If we assume solar costs about $1000 per nameplate kW or a billion dollars per GW installed capacity, and we want to provide coal plant equivalent inertia for this capacity, we would need to spend about $150 million on synchronous condensers. This would add something like 15% to the cost of the plant! Of course, our 1 GW solar plant will actually average something like 300 MW depending on location, so the inertia will cost us something like $500/kW of effective capacity.
We may be able to get by with less inertia, but only at the cost of decreased system reliability. It's also possible that a combination of enough batteries and fancy electronics can more cheaply substitute for the inertia; but obviously the UK grid operator doesn't think so.
I found this number surprising. It's quite possible that it is badly wrong. This is not an area where I have any experience. But if it is anywhere near right, this is something we will have to factor in in any non-misleading grid model. Right now the GKG Grid Model fails to do this.
When wind/solar penetration becomes large, the ride through capability of the inverters becomes critical. Inverters are the devices that convert wind/solar power to grid frequency. If there is a loss of a generator somewhere on the grid, the grid will try to pull more power from the other generators. Simple inverters will trip (go offline) to protect themselves in such an upset, possibly creating an unstoppable cascade. This happened in the Odessa event in 2022. Smart inverters have the ability to delay the trip for a while. I don't know what the Spanish inverter requirements are, but the Iberian black out smells like an Odessa event.
Nice description of the inertia problem by Raul Bajo Buenestado
https://www.bakerinstitute.org/research/iberian-peninsula-blackout-causes-consequences-and-challenges-ahead
One of the issues he highlights is coordinating multiple grid forming inverters.
Batteries can do this, along with their other functions. ISOs should require them if you are interconnecting non-dispatchable generation.

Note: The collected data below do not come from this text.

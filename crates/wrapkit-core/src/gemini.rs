//! Gemini `generateContent` backend for permission analysis and icon generation.

use std::time::Duration;

use base64::Engine as _;
use serde::Deserialize;
use url::Url;

use crate::icon::{GeneratedImage, ImageBackend};
use crate::inference::AiError;
use crate::permissions::PermissionBackend;

pub const DEFAULT_BASE_URL: &str = "https://generativelanguage.googleapis.com/";
pub const DEFAULT_ANALYSIS_MODEL: &str = "gemini-3-pro-preview";
pub const DEFAULT_IMAGE_MODEL: &str = "gemini-2.5-flash-image";
pub const DEFAULT_THINKING_BUDGET: u32 = 32_768;
pub const DEFAULT_TIMEOUT_SECS: u64 = 120;
const MAX_ERROR_BODY_CHARS: usize = 512;

#[derive(Clone, Debug)]
pub struct GeminiConfig {
    pub api_key: Option<String>,
    pub base_url: Url,
    pub analysis_model: String,
    pub image_model: String,
    pub thinking_budget: u32,
    pub timeout: Duration,
}

impl GeminiConfig {
    pub fn new(api_key: Option<String>, base_url: Url) -> Self {
        Self {
            api_key,
            base_url,
            analysis_model: DEFAULT_ANALYSIS_MODEL.to_string(),
            image_model: DEFAULT_IMAGE_MODEL.to_string(),
            thinking_budget: DEFAULT_THINKING_BUDGET,
            timeout: Duration::from_secs(DEFAULT_TIMEOUT_SECS),
        }
    }
}

#[derive(Clone, Debug)]
pub struct GeminiClient {
    http: reqwest::Client,
    config: GeminiConfig,
}

impl GeminiClient {
    pub fn new(mut config: GeminiConfig) -> Result<Self, AiError> {
        // `Url::join` drops the last segment unless the base ends in a slash.
        if !config.base_url.path().ends_with('/') {
            let path = format!("{}/", config.base_url.path());
            config.base_url.set_path(&path);
        }
        let http = reqwest::Client::builder()
            .timeout(config.timeout)
            .build()
            .map_err(|e| AiError::Transport(e.to_string()))?;
        Ok(Self { http, config })
    }

    pub fn config(&self) -> &GeminiConfig {
        &self.config
    }

    fn endpoint(&self, model: &str) -> Result<Url, AiError> {
        self.config
            .base_url
            .join(&format!("v1beta/models/{model}:generateContent"))
            .map_err(|e| AiError::Transport(format!("invalid endpoint for model {model}: {e}")))
    }

    async fn generate_content(
        &self,
        model: &str,
        body: serde_json::Value,
    ) -> Result<GenerateContentResponse, AiError> {
        let api_key = self
            .config
            .api_key
            .as_deref()
            .filter(|k| !k.is_empty())
            .ok_or(AiError::MissingApiKey)?;
        let url = self.endpoint(model)?;
        tracing::debug!(%url, "gemini request");

        let resp = self
            .http
            .post(url)
            .header("x-goog-api-key", api_key)
            .json(&body)
            .send()
            .await
            .map_err(|e| AiError::Transport(e.to_string()))?;

        let status = resp.status();
        if !status.is_success() {
            let body = resp.text().await.unwrap_or_default();
            return Err(AiError::Status {
                status: status.as_u16(),
                body: body.chars().take(MAX_ERROR_BODY_CHARS).collect(),
            });
        }

        resp.json::<GenerateContentResponse>()
            .await
            .map_err(|e| AiError::Schema(e.to_string()))
    }
}

impl PermissionBackend for GeminiClient {
    async fn analyze(&self, prompt: &str, schema: &serde_json::Value) -> Result<String, AiError> {
        let body = serde_json::json!({
            "contents": [{ "role": "user", "parts": [{ "text": prompt }] }],
            "generationConfig": {
                "responseMimeType": "application/json",
                "responseSchema": schema,
                "thinkingConfig": { "thinkingBudget": self.config.thinking_budget },
            },
        });
        let resp = self
            .generate_content(&self.config.analysis_model, body)
            .await?;
        extract_text(&resp)
    }
}

impl ImageBackend for GeminiClient {
    async fn generate_image(&self, prompt: &str) -> Result<GeneratedImage, AiError> {
        let body = serde_json::json!({
            "contents": [{ "role": "user", "parts": [{ "text": prompt }] }],
            "generationConfig": { "responseModalities": ["TEXT", "IMAGE"] },
        });
        let resp = self.generate_content(&self.config.image_model, body).await?;
        extract_image(&resp)
    }
}

#[derive(Debug, Default, Deserialize)]
#[serde(rename_all = "camelCase")]
pub struct GenerateContentResponse {
    #[serde(default)]
    pub candidates: Vec<Candidate>,
}

#[derive(Debug, Default, Deserialize)]
#[serde(rename_all = "camelCase")]
pub struct Candidate {
    #[serde(default)]
    pub content: Option<Content>,
}

#[derive(Debug, Default, Deserialize)]
#[serde(rename_all = "camelCase")]
pub struct Content {
    #[serde(default)]
    pub parts: Vec<Part>,
}

#[derive(Debug, Default, Deserialize)]
#[serde(rename_all = "camelCase")]
pub struct Part {
    #[serde(default)]
    pub text: Option<String>,
    #[serde(default)]
    pub thought: Option<bool>,
    #[serde(default)]
    pub inline_data: Option<InlineData>,
}

#[derive(Debug, Deserialize)]
#[serde(rename_all = "camelCase")]
pub struct InlineData {
    pub mime_type: String,
    pub data: String,
}

fn first_parts(resp: &GenerateContentResponse) -> &[Part] {
    resp.candidates
        .first()
        .and_then(|c| c.content.as_ref())
        .map(|c| c.parts.as_slice())
        .unwrap_or_default()
}

/// Concatenated non-thought text of the first candidate.
pub fn extract_text(resp: &GenerateContentResponse) -> Result<String, AiError> {
    let text: String = first_parts(resp)
        .iter()
        .filter(|p| p.thought != Some(true))
        .filter_map(|p| p.text.as_deref())
        .collect();
    if text.trim().is_empty() {
        return Err(AiError::EmptyResponse);
    }
    Ok(text)
}

/// First inline image of the first candidate.
pub fn extract_image(resp: &GenerateContentResponse) -> Result<GeneratedImage, AiError> {
    let inline = first_parts(resp)
        .iter()
        .filter_map(|p| p.inline_data.as_ref())
        .find(|d| d.mime_type.starts_with("image/"))
        .ok_or(AiError::MissingImage)?;
    let bytes = base64::engine::general_purpose::STANDARD
        .decode(inline.data.trim())
        .map_err(|e| AiError::Schema(format!("invalid image payload: {e}")))?;
    Ok(GeneratedImage {
        bytes,
        mime_type: inline.mime_type.clone(),
    })
}

#[cfg(test)]
mod tests {
    use super::*;
    use crate::permissions::{PermissionInferenceClient, PermissionProfile};

    fn parse(json: &str) -> GenerateContentResponse {
        serde_json::from_str(json).unwrap()
    }

    #[test]
    fn text_skips_thought_parts() {
        let resp = parse(
            r#"{"candidates":[{"content":{"parts":[
                {"text":"thinking...","thought":true},
                {"text":"{\"usesInternet\":true,"},
                {"text":"\"usesCamera\":false,\"reasoning\":\"ok\"}"}
            ]}}]}"#,
        );
        let text = extract_text(&resp).unwrap();
        let profile = PermissionProfile::from_json(&text).unwrap();
        assert!(profile.uses_internet);
        assert_eq!(profile.reasoning, "ok");
    }

    #[test]
    fn no_candidates_is_empty_response() {
        assert_eq!(extract_text(&parse("{}")), Err(AiError::EmptyResponse));
        assert_eq!(
            extract_text(&parse(r#"{"candidates":[{}]}"#)),
            Err(AiError::EmptyResponse)
        );
    }

    #[test]
    fn image_is_decoded_from_inline_data() {
        let resp = parse(
            r#"{"candidates":[{"content":{"parts":[
                {"text":"Here is your icon"},
                {"inlineData":{"mimeType":"image/png","data":"iVBORw=="}}
            ]}}]}"#,
        );
        let image = extract_image(&resp).unwrap();
        assert_eq!(image.mime_type, "image/png");
        assert_eq!(image.bytes, vec![0x89, b'P', b'N', b'G']);
    }

    #[test]
    fn text_only_reply_has_no_image() {
        let resp = parse(r#"{"candidates":[{"content":{"parts":[{"text":"sorry"}]}}]}"#);
        assert_eq!(extract_image(&resp), Err(AiError::MissingImage));
    }

    fn local_config(api_key: Option<&str>, base_url: &str) -> GeminiConfig {
        GeminiConfig::new(api_key.map(str::to_string), Url::parse(base_url).unwrap())
    }

    #[test]
    fn endpoint_keeps_base_path() {
        let client = GeminiClient::new(local_config(None, "http://127.0.0.1:9/proxy")).unwrap();
        assert_eq!(
            client.endpoint("m1").unwrap().as_str(),
            "http://127.0.0.1:9/proxy/v1beta/models/m1:generateContent"
        );
    }

    #[tokio::test]
    async fn missing_key_degrades_without_network() {
        let client = PermissionInferenceClient::new(
            GeminiClient::new(local_config(None, DEFAULT_BASE_URL)).unwrap(),
        );
        let outcome = client.infer("<html></html>").await;
        assert_eq!(outcome.cause(), Some(&AiError::MissingApiKey));
        assert_eq!(outcome.value(), &PermissionProfile::fallback());
    }

    #[tokio::test]
    async fn unreachable_backend_degrades_to_fallback() {
        let client = PermissionInferenceClient::new(
            GeminiClient::new(GeminiConfig {
                timeout: Duration::from_secs(2),
                ..local_config(Some("test-key"), "http://127.0.0.1:9/")
            })
            .unwrap(),
        );
        let outcome = client.infer("<html></html>").await;
        assert!(matches!(outcome.cause(), Some(AiError::Transport(_))));
        assert!(outcome.value().uses_internet);
    }
}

I say this is a renewable project developer.
I thinnk that you are spot-on in your analysis, btw. I learned about this in 2002 when I started out as a renewable developer. I was schooled in it by a very kind utility engineer.

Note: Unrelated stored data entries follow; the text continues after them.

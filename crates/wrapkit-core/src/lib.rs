//! Turns a web app (single HTML file or zipped site) into an Android project
//! archive: permission inference, icon generation, templating and packaging.

pub mod archive;
pub mod assemble;
pub mod gemini;
pub mod icon;
pub mod inference;
pub mod ingest;
pub mod permissions;
pub mod project;
pub mod session;
pub mod templates;

pub use archive::{ArchiveCodec, ArchiveError, Entry, FileTree, ZipCodec};
pub use assemble::{AssembledArchive, Assembler, AssemblyError, AssetMergeError};
pub use gemini::{GeminiClient, GeminiConfig};
pub use icon::{GeneratedImage, IconAsset, IconClient, ImageBackend};
pub use inference::{AiError, Inference};
pub use ingest::{EntryPoint, IngestError, Ingested, Ingestor, ProjectSource, Upload, UploadKind};
pub use permissions::{PermissionBackend, PermissionInferenceClient, PermissionProfile};
pub use project::{ConfigError, ProjectConfig};
pub use session::{Pipeline, Session, SessionError, Stage};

California has been working for 15 years to develop standards to make solar inverters play as nicely as possible. Part of the problem is that their first reaction when there is a frequency event is to trip off. When the frequency event is caused by a sudden drop-off of generation (which I believe happened in Iberia), having the solar drop-off, when it is contributing a huge amount of the total generation, could have been truly catastrophic.